Smerconish writes “We’re fighting a war against young Arab male extremists, and yet our government continues to enforce politically correct ‘random screening’ of airline passengers instead of targeting those who look like terrorists.”

He calls for a change in policy: “Logic dictates that airport security take a longer, harder look at individuals who have ethnic, religious, nationality, and appearance factors in common with the Islamic extremist Middle Eastern men who have initiated war against us.”

This is a step in the right direction, but like SPOT, it is just a start. Yes, young Arab male extremists have carried out most terrorist attacks in the West. Yes, focusing on observable traits like Arabic names or a Middle Eastern appearance is easily done. But, like nervousness, these are crude criteria that do not get to the heart of the problem, which is the Islamist ideology.

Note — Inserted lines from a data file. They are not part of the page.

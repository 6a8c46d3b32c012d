// Copyright (c) 2025 Kirky.X
//
// Licensed under the MIT License
// See LICENSE file in the project root for full license information.

use reqwest::StatusCode;
use thiserror::Error;

/// 响应检查错误类型
#[derive(Error, Debug)]
pub enum ResponseError {
    /// 目标站点拒绝访问
    #[error("403 Forbidden – Access denied! A VPN or network settings might be causing this issue")]
    AccessBlocked,
    /// 其他非成功状态码
    #[error("Request to '{url}' failed with status {status}")]
    HttpStatus { status: StatusCode, url: String },
    /// 传输层错误
    #[error("Request failed: {0}")]
    Request(#[from] reqwest::Error),
}

/// 抓取前的可达性检查
///
/// 对目标URL发起一次普通GET请求并检查状态码，
/// 不做任何重试
pub async fn check(url: &str) -> Result<(), ResponseError> {
    let response = reqwest::get(url).await?;
    check_status(response.status(), url)
}

/// 将状态码映射为检查结果
///
/// 403直接判定为被站点封锁，重定向与成功状态放行
pub fn check_status(status: StatusCode, url: &str) -> Result<(), ResponseError> {
    if status == StatusCode::FORBIDDEN {
        return Err(ResponseError::AccessBlocked);
    }
    if !status.is_success() && !status.is_redirection() {
        return Err(ResponseError::HttpStatus {
            status,
            url: url.to_string(),
        });
    }
    Ok(())
}

#[cfg(test)]
mod tests {
    use super::*;
    use wiremock::matchers::{method, path};
    use wiremock::{Mock, MockServer, ResponseTemplate};

    #[test]
    fn test_forbidden_maps_to_access_blocked() {
        let err = check_status(StatusCode::FORBIDDEN, "https://goldapple.ru").unwrap_err();
        assert!(matches!(err, ResponseError::AccessBlocked));
        assert!(err.to_string().contains("Forbidden"));
    }

    #[test]
    fn test_success_and_redirect_pass() {
        assert!(check_status(StatusCode::OK, "https://goldapple.ru").is_ok());
        assert!(check_status(StatusCode::FOUND, "https://goldapple.ru").is_ok());
    }

    #[test]
    fn test_server_error_reports_status() {
        let err = check_status(StatusCode::BAD_GATEWAY, "https://goldapple.ru").unwrap_err();
        assert!(matches!(
            err,
            ResponseError::HttpStatus { status, .. } if status == StatusCode::BAD_GATEWAY
        ));
    }

    #[tokio::test]
    async fn test_check_against_live_server() {
        let server = MockServer::start().await;
        Mock::given(method("GET"))
            .and(path("/catalog"))
            .respond_with(ResponseTemplate::new(200))
            .mount(&server)
            .await;

        assert!(check(&format!("{}/catalog", server.uri())).await.is_ok());
    }

    #[tokio::test]
    async fn test_check_blocked_server() {
        let server = MockServer::start().await;
        Mock::given(method("GET"))
            .respond_with(ResponseTemplate::new(403))
            .mount(&server)
            .await;

        let err = check(&server.uri()).await.unwrap_err();
        assert!(matches!(err, ResponseError::AccessBlocked));
    }
}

A significant number of Islamist terrorists in the West are not Arab or immigrants at all. Their ranks include converts who began life with names like Ryan Anderson, David Belfield, Willie Brigitte, Jerome & David Courtailler, Michael Christian Ganczarski, Clement Rodney Hampton-el, Mark Fidel Kools, Jose Padilla, Adam Pearlman, Richard Reid, Pierre Robert, Jack Roche, and Steven Smyrek. These converts grew up in the West, speak Western languages with no accent, and know the local sports heroes. Some of them are even blond.

Terrorists are not stupid; focusing on Arabs, as Smerconish urges, will prompt them to turn to non-Arab operatives. This is already a concern. Jean-Louis Bruguière, the leading French anti-terrorist investigating judge, warned along these lines in May 2003, recounts Robert Leiken, that “al-Qaida had stepped up its European recruiting efforts and was on the lookout for women and light-skinned converts in particular.” The deputy director of a French intelligence agency, the Direction de la Surveillance du Territoire, even told Leiken that “converts are our most critical work now.”

Smerconish responds to my argument by acknowledging that his book may at some point become obsolete, “but that day is not today.” He sees physical appearance remaining a key predictor of intentions.

True, young Arab males still play a disproportionate role, but his approach nearly guarantees that will change. Law enforcement should now begin worrying about motives. Islamism, a radical reading of the Islamic religion, prompts Islamist terrorism, not speaking Arabic.

Airport security personnel has found it a challenge merely to catch weapons; finding Arab would-be terrorists will prove more difficult and stopping malign Islamists will be hardest of all, for it requires TSA knowing in some depth who’s who among passengers. But this is the gold standard of counterterrorism and it should, starting immediately, be its goal.